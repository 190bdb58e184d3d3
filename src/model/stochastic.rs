//! Repeat-sampling model for Bernoulli oracles
//!
//! When the oracle answers with noisy win/loss draws instead of exact
//! values, single samples are useless. This model coarsens the grid so the
//! budget affords a few hundred draws per cell, aims the scheduler at the
//! coarse cells, estimates each cell's win probability with shrinkage
//! toward a prior, and reconstructs the field from the cell midpoints via
//! distance-weighted averaging.

use rand::rngs::StdRng;
use rand::{Rng, SeedableRng};

use crate::config::{GridConfig, IdwConfig, StochasticConfig};
use crate::error::{FieldError, Result};
use crate::mapping::{InverseDistanceMapping, Mapping};
use crate::model::FieldModel;
use crate::sampling::QueryScheduler;
use crate::types::Sample;

/// Oracle results at or above this count as wins.
const WIN_THRESHOLD: f64 = 0.9;

/// Fraction of the per-cell repeat target that still makes the final,
/// budget-truncated cell worth keeping.
const FINAL_FLUSH_FRACTION: f64 = 0.75;

#[derive(Debug)]
pub struct StochasticModel {
    grid: GridConfig,
    config: StochasticConfig,
    scaled_size: i64,
    /// Full-resolution [lo, hi] covered by each scaled cell value.
    cell_bounds: Vec<(i64, i64)>,
    scheduler: QueryScheduler,
    /// (wins, trials) per flushed cell, linear-indexed on the scaled grid.
    cell_stats: Vec<Option<(u64, u64)>>,
    /// Draws spent on one cell before moving on (budget-adjusted).
    repeats: usize,
    current_cell: Vec<i64>,
    current_index: usize,
    repeat_left: usize,
    wins: u64,
    trials: u64,
    issued: usize,
    mapping: Option<InverseDistanceMapping>,
    rng: StdRng,
}

impl StochasticModel {
    pub fn new(grid: GridConfig, config: StochasticConfig) -> Result<Self> {
        grid.validate()?;
        if !config.periodic.is_empty() && config.periodic.len() != grid.dimensions {
            return Err(FieldError::InvalidConfig(format!(
                "periodic flags cover {} axes, grid has {}",
                config.periodic.len(),
                grid.dimensions
            )));
        }

        // Coarsen until the budget affords `repeats_per_cell` draws per
        // cell; a budget that already covers the full grid skips scaling.
        let volume = (grid.dimension_size as f64).powi(grid.dimensions as i32);
        let budget = grid.total_queries as f64;
        let base_repeats = config.repeats_per_cell as f64;
        let scale_ratio = (budget / (base_repeats * volume))
            .powf(1.0 / grid.dimensions as f64)
            .min(1.0);
        let mut repeats = base_repeats;
        if scale_ratio >= 1.0 {
            repeats = budget / volume;
        }
        let inv_scale = 1.0 / scale_ratio;
        let scaled_size = ((grid.dimension_size as f64 * scale_ratio).floor() as i64).max(1);
        let repeats = ((1.5 * repeats) as usize).max(1);

        let mut cell_bounds = Vec::with_capacity(scaled_size as usize);
        for s in 0..scaled_size {
            let lo = (s as f64 * inv_scale).ceil() as i64;
            let hi = ((s + 1) as f64 * inv_scale).ceil() as i64 - 1;
            cell_bounds.push((
                lo.clamp(0, grid.dimension_size - 1),
                hi.clamp(0, grid.dimension_size - 1),
            ));
        }
        cell_bounds[0].0 = 0;
        cell_bounds[scaled_size as usize - 1].1 = grid.dimension_size - 1;

        let total_cells = (scaled_size as u64).pow(grid.dimensions as u32) as usize;
        let rng = match config.scheduler.seed {
            Some(seed) => StdRng::seed_from_u64(seed.wrapping_add(0x9e37_79b9_7f4a_7c15)),
            None => StdRng::from_entropy(),
        };
        let scheduler =
            QueryScheduler::new(grid.dimensions, scaled_size, config.scheduler.clone());

        Ok(Self {
            current_cell: vec![0; grid.dimensions],
            grid,
            config,
            scaled_size,
            cell_bounds,
            scheduler,
            cell_stats: vec![None; total_cells],
            repeats,
            current_index: 0,
            repeat_left: 0,
            wins: 0,
            trials: 0,
            issued: 0,
            mapping: None,
            rng,
        })
    }

    pub fn scaled_size(&self) -> i64 {
        self.scaled_size
    }

    fn linear_index(&self, cell: &[i64]) -> usize {
        cell.iter()
            .fold(0usize, |idx, &c| idx * self.scaled_size as usize + c as usize)
    }

    fn cell_coords(&self, mut index: usize) -> Vec<i64> {
        let mut cell = vec![0i64; self.grid.dimensions];
        for axis in (0..self.grid.dimensions).rev() {
            cell[axis] = (index % self.scaled_size as usize) as i64;
            index /= self.scaled_size as usize;
        }
        cell
    }

    fn unscale_midpoint(&self, cell: &[i64]) -> Vec<i64> {
        cell.iter()
            .map(|&s| {
                let (lo, hi) = self.cell_bounds[s as usize];
                (lo + hi) / 2
            })
            .collect()
    }

    /// Centered draw inside the current cell: mean of four uniform draws,
    /// biased toward the cell interior.
    fn draw_point(&mut self) -> Vec<i64> {
        let mut coords = Vec::with_capacity(self.grid.dimensions);
        for &s in &self.current_cell {
            let (lo, hi) = self.cell_bounds[s as usize];
            let sum: i64 = (0..4).map(|_| self.rng.gen_range(lo..=hi)).sum();
            coords.push((sum + 2) / 4);
        }
        coords
    }

    fn shrunk(&self, wins: u64, trials: u64) -> f64 {
        let raw = wins as f64 / trials as f64;
        self.config.shrink * raw + (1.0 - self.config.shrink) * self.config.prior
    }

    fn build_mapping(&mut self) {
        let mut data = Vec::new();
        for (index, stats) in self.cell_stats.iter().enumerate() {
            let (wins, trials) = match stats {
                Some((wins, trials)) => (*wins, *trials),
                None => continue,
            };
            let prob = self.shrunk(wins, trials);
            let coords = self.unscale_midpoint(&self.cell_coords(index));
            // Periodic axes contribute wrapped images so the interpolator
            // sees across the seam.
            for (axis, &flag) in self.config.periodic.iter().enumerate() {
                if flag {
                    let mut below = coords.clone();
                    below[axis] -= self.grid.dimension_size;
                    let mut above = coords.clone();
                    above[axis] += self.grid.dimension_size;
                    data.push(Sample::new(below, prob));
                    data.push(Sample::new(above, prob));
                }
            }
            data.push(Sample::new(coords, prob));
        }
        if data.is_empty() {
            return;
        }
        let neighbors = ((0.01 * data.len() as f64) as usize).clamp(2, 8);
        let idw = IdwConfig::default()
            .with_max_neighbors(neighbors)
            .with_power(2)
            .with_offset(0.1);
        self.mapping = Some(InverseDistanceMapping::new(&data, idw));
    }

    /// Trained interpolator, available once the budget is exhausted.
    pub fn interpolator(&self) -> Option<&InverseDistanceMapping> {
        self.mapping.as_ref()
    }
}

impl FieldModel for StochasticModel {
    fn next_query(&mut self) -> Result<Vec<i64>> {
        self.issued += 1;
        if self.repeat_left == 0 {
            self.current_cell = self.scheduler.next_query();
            self.current_index = self.linear_index(&self.current_cell);
            self.repeat_left = self.repeats;
            self.wins = 0;
            self.trials = 0;
        }
        self.repeat_left -= 1;
        Ok(self.draw_point())
    }

    fn record(&mut self, _coords: &[i64], value: f64) -> Result<()> {
        // Draws aggregate per scheduler cell, not per exact coordinate.
        if value >= WIN_THRESHOLD {
            self.wins += 1;
        }
        self.trials += 1;

        let budget_spent = self.issued >= self.grid.total_queries;
        let final_flush =
            budget_spent && self.trials as f64 >= FINAL_FLUSH_FRACTION * self.repeats as f64;
        if self.trials as usize >= self.repeats || final_flush {
            let prob = self.shrunk(self.wins, self.trials);
            self.cell_stats[self.current_index] = Some((self.wins, self.trials));
            let cell = self.current_cell.clone();
            self.scheduler.record(&cell, prob)?;
            self.wins = 0;
            self.trials = 0;
            self.repeat_left = 0;
        }

        if budget_spent && self.mapping.is_none() {
            self.build_mapping();
        }
        Ok(())
    }

    fn value_at(&self, coords: &[i64]) -> Result<f64> {
        match &self.mapping {
            Some(mapping) => mapping.predict(coords),
            // Nothing estimated yet: the prior is the defined default.
            None => Ok(self.config.prior),
        }
    }
}

#[cfg(test)]
mod tests {
    use super::*;
    use crate::model::{run, FieldSink};

    fn seeded(periodic: Vec<bool>) -> StochasticConfig {
        let mut config = StochasticConfig::default().with_periodic(periodic);
        config.scheduler.seed = Some(21);
        config
    }

    #[test]
    fn test_grid_coarsening() {
        // 200 repeats over an 8-point line with a 400-draw budget leaves
        // room for two cells.
        let grid = GridConfig::new(1, 8, 400);
        let model = StochasticModel::new(grid, seeded(vec![])).unwrap();
        assert_eq!(model.scaled_size(), 2);
        assert_eq!(model.repeats, 300);
        assert_eq!(model.cell_bounds, vec![(0, 3), (4, 7)]);
    }

    #[test]
    fn test_pre_training_reports_prior() {
        let grid = GridConfig::new(1, 8, 400);
        let model = StochasticModel::new(grid, seeded(vec![])).unwrap();
        assert_eq!(model.value_at(&[3]).unwrap(), DEFAULT_PRIOR);
    }

    #[test]
    fn test_constant_winner_estimates_shrunk_probability() {
        let grid = GridConfig::new(1, 8, 400);
        let mut model = StochasticModel::new(grid, seeded(vec![])).unwrap();
        let mut oracle = |_: &[i64]| 1.0;
        let mut sink = FieldSink::new(1, 8);
        run(&mut model, &mut oracle, &mut sink, &grid).unwrap();

        // Every draw wins: raw estimate 1.0, shrunk toward the prior.
        let expected = 0.3 * 1.0 + 0.7 * 0.315;
        for x in 0..8 {
            assert!(
                (model.value_at(&[x]).unwrap() - expected).abs() < 1e-9,
                "x={}",
                x
            );
        }
    }

    #[test]
    fn test_queries_stay_inside_grid() {
        let grid = GridConfig::new(2, 10, 600);
        let mut model = StochasticModel::new(grid, seeded(vec![])).unwrap();
        for _ in 0..600 {
            let q = model.next_query().unwrap();
            assert!(q.iter().all(|&c| (0..10).contains(&c)), "query {:?}", q);
            model.record(&q, 0.0).unwrap();
        }
    }

    #[test]
    fn test_periodic_images_augment_observations() {
        let grid = GridConfig::new(1, 8, 400);
        let mut model = StochasticModel::new(grid, seeded(vec![true])).unwrap();
        let mut oracle = |_: &[i64]| 1.0;
        let mut sink = FieldSink::new(1, 8);
        run(&mut model, &mut oracle, &mut sink, &grid).unwrap();

        // One flushed cell contributes its midpoint plus both wrapped
        // images.
        let interpolator = model.interpolator().unwrap();
        assert_eq!(interpolator.observation_count(), 3);
    }

    const DEFAULT_PRIOR: f64 = 0.315;
}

────────────────────────────────────────

WORK TO COMPLETE
Nothing but the lines above from the one containing "self.trials += 1;" through the one containing "if self.trials as" should appear in the answer, each repeated exactly.

SOLUTION TO THIS PROBLEM
        self.trials += 1;

        let budget_spent = self.issued >= self.grid.total_queries;
        let final_flush =
            budget_spent && self.trials as f64 >= FINAL_FLUSH_FRACTION * self.repeats as f64;
        if self.trials as usize >= self.repeats || final_flush {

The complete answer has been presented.